3. Neo-liberalistic Funding for the Humanities

 

Korean universities are now completely taken over by the university evaluation system: every aspect of research and teaching is scrupulously evaluated based on a new evaluation schemes. Human judgments, which used to play an important rolein estimating the researches of humanities scholarship, are now absolutely outweighed by mechanical statistics. They do not ask what a scholar writes about but how many he or she writes in what journals. Articles published in the foreign journals listed in A&HCI (Arts and Humanities Citation Index) count many times more than those of Korean journals to which most Korean humanities scholars contribute their writings. The quantitative method in the evaluation system is in itself a problem for the humanities scholars, but the research system which it concomitantly imposes on the academia is even more serious a problem: it is basically a system for scientific researches. It, for example, encourages a lab-based, cooperative research where the main researcher writes an article in collaboration with many other assistant researchers which is absolutely not suitable for the Humanities scholarship.
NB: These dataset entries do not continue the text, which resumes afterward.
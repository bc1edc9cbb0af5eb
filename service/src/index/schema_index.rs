//! The assembled index: graph, closure, resolver, mappings, domain/range and
//! partitions of one schema

use biolink_toolkit_core::{
    config::ToolkitConfig,
    error::{Result, ToolkitError},
    name::ElementName,
    types::{Element, ElementKind, SchemaDefinition},
};
use serde::Serialize;
use std::time::Instant;

use super::closure::ClosureEngine;
use super::domain_range::DomainRangeResolver;
use super::format::{DisplayFormatter, DisplayStyle};
use super::graph::{ElementId, SchemaGraph};
use super::mapping::MappingIndex;
use super::partition::Partitions;
use super::resolver::NameResolver;

/// Counts describing a built index
#[derive(Debug, Clone, Copy, PartialEq, Eq, Serialize)]
pub struct IndexStats {
    /// All elements
    pub elements: usize,
    /// Classes
    pub classes: usize,
    /// Slots
    pub slots: usize,
    /// Types
    pub types: usize,
    /// Enums
    pub enums: usize,
    /// Usable aliases
    pub aliases: usize,
    /// Distinct mapping identifiers
    pub mappings: usize,
    /// Descendant lists computed so far
    pub memoized_descendants: usize,
}

/// Immutable, queryable index over one schema
///
/// Queries take and return [`ElementId`] handles; [`SchemaIndex::lookup`]
/// turns user input into a handle and [`SchemaIndex::name`] or
/// [`SchemaIndex::display_name`] turn a handle back into text.
#[derive(Debug)]
pub struct SchemaIndex {
    graph: SchemaGraph,
    closure: ClosureEngine,
    resolver: NameResolver,
    mappings: MappingIndex,
    domain_range: DomainRangeResolver,
    partitions: Partitions,
    styles: Vec<DisplayStyle>,
    formatter: DisplayFormatter,
    config: ToolkitConfig,
}

impl SchemaIndex {
    /// Build the index
    ///
    /// # Errors
    ///
    /// Returns `ToolkitError::ConfigError` for an invalid configuration and
    /// `ToolkitError::SchemaDefects` listing every defect in the schema.
    pub fn build(schema: &SchemaDefinition, config: ToolkitConfig) -> Result<Self> {
        let started = Instant::now();
        config.validate()?;

        let graph = SchemaGraph::build(schema, &config)?;
        let closure = ClosureEngine::build(&graph);
        if config.index.eager_descendants {
            closure.precompute_descendants(&graph);
        }
        let resolver = NameResolver::build(&graph, &config);
        let mappings = MappingIndex::build(&graph);
        let domain_range = DomainRangeResolver::build(&graph, &closure, &config);
        let partitions = Partitions::build(&graph, &closure, &domain_range, &config);
        let styles = graph
            .ids()
            .map(|id| DisplayStyle::of(graph.element(id), &config.naming))
            .collect();
        let formatter = DisplayFormatter::new(&config.naming);

        let index = Self {
            graph,
            closure,
            resolver,
            mappings,
            domain_range,
            partitions,
            styles,
            formatter,
            config,
        };

        let stats = index.stats();
        tracing::info!(
            schema = %schema.name,
            elements = stats.elements,
            classes = stats.classes,
            slots = stats.slots,
            types = stats.types,
            enums = stats.enums,
            aliases = stats.aliases,
            mappings = stats.mappings,
            elapsed_ms = started.elapsed().as_millis(),
            "schema index built"
        );

        Ok(index)
    }

    /// Configuration the index was built with
    #[must_use]
    pub fn config(&self) -> &ToolkitConfig {
        &self.config
    }

    /// Element counts and memo size
    #[must_use]
    pub fn stats(&self) -> IndexStats {
        let count = |kind| self.graph.ids_of_kind(kind).count();
        IndexStats {
            elements: self.graph.len(),
            classes: count(ElementKind::Class),
            slots: count(ElementKind::Slot),
            types: count(ElementKind::Type),
            enums: count(ElementKind::Enum),
            aliases: self.resolver.alias_count(),
            mappings: self.mappings.len(),
            memoized_descendants: self.closure.memoized(),
        }
    }

    /// Resolve user input to a handle
    #[must_use]
    pub fn resolve(&self, input: &str) -> Option<ElementId> {
        self.resolver.resolve(&self.graph, input)
    }

    /// Resolve user input to a handle
    ///
    /// # Errors
    ///
    /// Returns `ToolkitError::NotFound` if nothing matches.
    pub fn lookup(&self, input: &str) -> Result<ElementId> {
        self.resolve(input)
            .ok_or_else(|| ToolkitError::not_found(input.trim()))
    }

    /// Canonical name
    #[must_use]
    pub fn name(&self, id: ElementId) -> &ElementName {
        self.graph.name(id)
    }

    /// Display form of the canonical name
    #[must_use]
    pub fn display_name(&self, id: ElementId) -> String {
        self.formatter.format(self.graph.name(id), self.styles[id.index()])
    }

    /// Element record
    #[must_use]
    pub fn element(&self, id: ElementId) -> &Element {
        self.graph.element(id)
    }

    /// Kind of an element
    #[must_use]
    pub fn kind(&self, id: ElementId) -> ElementKind {
        self.graph.kind(id)
    }

    /// Every element in declaration order
    #[must_use]
    pub fn all_elements(&self) -> Vec<ElementId> {
        self.graph.ids().collect()
    }

    /// Every element of one kind in declaration order
    #[must_use]
    pub fn all_of_kind(&self, kind: ElementKind) -> Vec<ElementId> {
        self.graph.ids_of_kind(kind).collect()
    }

    /// Entity classes
    #[must_use]
    pub fn entities(&self) -> &[ElementId] {
        self.partitions.entities()
    }

    /// Association classes
    #[must_use]
    pub fn associations(&self) -> &[ElementId] {
        self.partitions.associations()
    }

    /// Node properties
    #[must_use]
    pub fn node_properties(&self) -> &[ElementId] {
        self.partitions.node_properties()
    }

    /// Edge properties
    #[must_use]
    pub fn edge_properties(&self) -> &[ElementId] {
        self.partitions.edge_properties()
    }

    /// Predicate slots
    #[must_use]
    pub fn predicates(&self) -> &[ElementId] {
        self.partitions.predicates()
    }

    /// Whether the element is a class under the category root
    #[must_use]
    pub fn is_category(&self, id: ElementId) -> bool {
        self.partitions.is_category(&self.graph, &self.closure, id)
    }

    /// Whether the element is a predicate slot
    #[must_use]
    pub fn is_predicate(&self, id: ElementId) -> bool {
        self.partitions.is_predicate(id)
    }

    /// Ancestors breadth-first, nearest first
    #[must_use]
    pub fn ancestors(&self, id: ElementId, reflexive: bool) -> Vec<ElementId> {
        self.closure.ancestors(id, reflexive)
    }

    /// Descendants breadth-first, nearest first
    #[must_use]
    pub fn descendants(&self, id: ElementId, reflexive: bool) -> Vec<ElementId> {
        self.closure.descendants(&self.graph, id, reflexive)
    }

    /// Direct parents, is-a first
    #[must_use]
    pub fn parents(&self, id: ElementId) -> &[ElementId] {
        self.graph.parents(id)
    }

    /// Direct children
    #[must_use]
    pub fn children(&self, id: ElementId) -> &[ElementId] {
        self.graph.children(id)
    }

    /// Elements declaring a mapping to the identifier
    #[must_use]
    pub fn elements_for_mapping(&self, identifier: &str) -> &[ElementId] {
        self.mappings.elements_for(identifier)
    }

    /// Domain of a slot
    ///
    /// # Errors
    ///
    /// Returns `ToolkitError::InvalidQueryShape` if `slot` is not a slot.
    pub fn slot_domain(&self, slot: ElementId, include_ancestors: bool) -> Result<Vec<ElementId>> {
        self.domain_range
            .slot_domain(&self.graph, &self.closure, slot, include_ancestors)
    }

    /// Range of a slot
    ///
    /// # Errors
    ///
    /// Returns `ToolkitError::InvalidQueryShape` if `slot` is not a slot.
    pub fn slot_range(&self, slot: ElementId, include_ancestors: bool) -> Result<Vec<ElementId>> {
        self.domain_range
            .slot_range(&self.graph, &self.closure, slot, include_ancestors)
    }

    /// Slots whose domain contains the class (or an ancestor)
    ///
    /// # Errors
    ///
    /// Returns `ToolkitError::InvalidQueryShape` if `class` is not a class.
    pub fn slots_with_class_domain(
        &self,
        class: ElementId,
        check_ancestors: bool,
    ) -> Result<Vec<ElementId>> {
        self.domain_range
            .slots_with_class_domain(&self.graph, &self.closure, class, check_ancestors)
    }

    /// Slots whose range is the class (or an ancestor)
    ///
    /// # Errors
    ///
    /// Returns `ToolkitError::InvalidQueryShape` if `class` is not a class.
    pub fn slots_with_class_range(
        &self,
        class: ElementId,
        check_ancestors: bool,
    ) -> Result<Vec<ElementId>> {
        self.domain_range
            .slots_with_class_range(&self.graph, &self.closure, class, check_ancestors)
    }

    /// Predicates among [`Self::slots_with_class_domain`]
    ///
    /// # Errors
    ///
    /// Returns `ToolkitError::InvalidQueryShape` if `class` is not a class.
    pub fn predicates_with_class_domain(
        &self,
        class: ElementId,
        check_ancestors: bool,
    ) -> Result<Vec<ElementId>> {
        self.slots_with_class_domain(class, check_ancestors)
            .map(|slots| self.only(slots, true))
    }

    /// Predicates among [`Self::slots_with_class_range`]
    ///
    /// # Errors
    ///
    /// Returns `ToolkitError::InvalidQueryShape` if `class` is not a class.
    pub fn predicates_with_class_range(
        &self,
        class: ElementId,
        check_ancestors: bool,
    ) -> Result<Vec<ElementId>> {
        self.slots_with_class_range(class, check_ancestors)
            .map(|slots| self.only(slots, true))
    }

    /// Non-predicate slots among [`Self::slots_with_class_domain`]
    ///
    /// # Errors
    ///
    /// Returns `ToolkitError::InvalidQueryShape` if `class` is not a class.
    pub fn properties_with_class_domain(
        &self,
        class: ElementId,
        check_ancestors: bool,
    ) -> Result<Vec<ElementId>> {
        self.slots_with_class_domain(class, check_ancestors)
            .map(|slots| self.only(slots, false))
    }

    /// Non-predicate slots among [`Self::slots_with_class_range`]
    ///
    /// # Errors
    ///
    /// Returns `ToolkitError::InvalidQueryShape` if `class` is not a class.
    pub fn properties_with_class_range(
        &self,
        class: ElementId,
        check_ancestors: bool,
    ) -> Result<Vec<ElementId>> {
        self.slots_with_class_range(class, check_ancestors)
            .map(|slots| self.only(slots, false))
    }

    /// Value type of a slot
    ///
    /// # Errors
    ///
    /// Returns `ToolkitError::InvalidQueryShape` if `slot` is not a slot or
    /// its values have no primitive type.
    pub fn value_type_for_slot(&self, slot: ElementId) -> Result<ElementId> {
        self.domain_range.value_type(&self.graph, slot)
    }

    /// Range of a slot as used by a class
    ///
    /// # Errors
    ///
    /// Returns `ToolkitError::InvalidQueryShape` if the arguments are not a
    /// class and a slot.
    pub fn slot_range_in_class(
        &self,
        class: ElementId,
        slot: ElementId,
        include_ancestors: bool,
    ) -> Result<Vec<ElementId>> {
        self.domain_range.slot_range_in_class(
            &self.graph,
            &self.closure,
            class,
            slot,
            include_ancestors,
        )
    }

    fn only(&self, slots: Vec<ElementId>, predicates: bool) -> Vec<ElementId> {
        slots
            .into_iter()
            .filter(|slot| self.partitions.is_predicate(*slot) == predicates)
            .collect()
    }
}

#[cfg(test)]
mod tests {
    use super::*;
    use biolink_toolkit_core::types::{ClassDefinition, SlotDefinition, TypeDefinition};
    use pretty_assertions::assert_eq;

    fn schema() -> SchemaDefinition {
        let yaml = r"
id: https://example.org/mini
name: mini
classes:
  entity: {}
  named thing:
    is_a: entity
  association:
    is_a: entity
slots:
  related to:
    domain: named thing
    range: named thing
  name:
    domain: named thing
    range: string
types:
  string:
    typeof: str
  uriorcurie:
    typeof: str
";
        serde_yaml::from_str(yaml).expect("valid yaml")
    }

    #[test]
    fn test_build_and_lookup() -> anyhow::Result<()> {
        let index = SchemaIndex::build(&schema(), ToolkitConfig::default())?;

        let id = index.lookup("Named_Thing")?;
        assert_eq!(index.name(id).as_str(), "named thing");
        assert_eq!(index.display_name(id), "biolink:NamedThing");
        assert!(matches!(
            index.lookup("missing"),
            Err(ToolkitError::NotFound(name)) if name == "missing"
        ));

        let stats = index.stats();
        assert_eq!(stats.elements, 7);
        assert_eq!((stats.classes, stats.slots, stats.types), (3, 2, 2));
        assert_eq!(serde_json::to_value(stats)?["mappings"], 0);
        Ok(())
    }

    #[test]
    fn test_predicate_and_property_filters() -> anyhow::Result<()> {
        let index = SchemaIndex::build(&schema(), ToolkitConfig::default())?;
        let named_thing = index.lookup("named thing")?;
        let names = |ids: Vec<ElementId>| -> Vec<String> {
            ids.into_iter().map(|id| index.name(id).to_string()).collect()
        };

        assert_eq!(
            names(index.predicates_with_class_domain(named_thing, false)?),
            vec!["related to"]
        );
        assert_eq!(
            names(index.properties_with_class_domain(named_thing, false)?),
            vec!["name"]
        );
        assert_eq!(
            names(index.properties_with_class_range(named_thing, false)?),
            Vec::<String>::new()
        );
        Ok(())
    }

    #[test]
    fn test_eager_descendants() -> anyhow::Result<()> {
        let mut config = ToolkitConfig::default();
        config.index.eager_descendants = true;
        let index = SchemaIndex::build(&schema(), config)?;
        assert_eq!(index.stats().memoized_descendants, 7);
        Ok(())
    }

    #[test]
    fn test_defects_reported_together() {
        let mut schema = SchemaDefinition::default();
        schema.classes.insert(
            "gene".into(),
            ClassDefinition {
                is_a: Some("named thing".into()),
                ..Default::default()
            },
        );
        schema.slots.insert(
            "name".into(),
            SlotDefinition {
                range: Some("string".into()),
                ..Default::default()
            },
        );
        schema.types.insert("uriorcurie".into(), TypeDefinition::default());

        let err = SchemaIndex::build(&schema, ToolkitConfig::default()).unwrap_err();
        // two dangling references plus four missing roots
        assert_eq!(err.defects().len(), 6);
    }

    #[test]
    fn test_invalid_config_rejected() {
        let mut config = ToolkitConfig::default();
        config.naming.prefix = String::new();
        let err = SchemaIndex::build(&schema(), config).unwrap_err();
        assert!(matches!(err, ToolkitError::ConfigError(_)));
    }
}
As long as the funding is given on the basis of neo-liberalistic values such as productivity and competitiveness, it is more a disaster than a blessing for the humanities scholarship.

 

4. The Future of the Humanities in the age of Neo-Liberalism

When the university is regarded as a company to "manage", and the objective of that "management"is to promote the capitalist values such as productivity and competitiveness, the future of the humanities is grim indeed. The humanities scholarship could not stand beyond the capitalist economy altogether of course. But it does not necessarily mean that all the scholarly activities within it should be measured by utilitarian standards. What the humanities need badly at this moment, therefore, is not simply a big sum of money but a social consensus that the values preserved and produced by the humanities are really important and should be appreciated by all of us to keep our lives sane and sound. The humanities scholarship surely requires the financial support from the outside sources including the government. But such support should be providednot as an input to produce an immediate output, but as a general investment to promote the social good in the long run.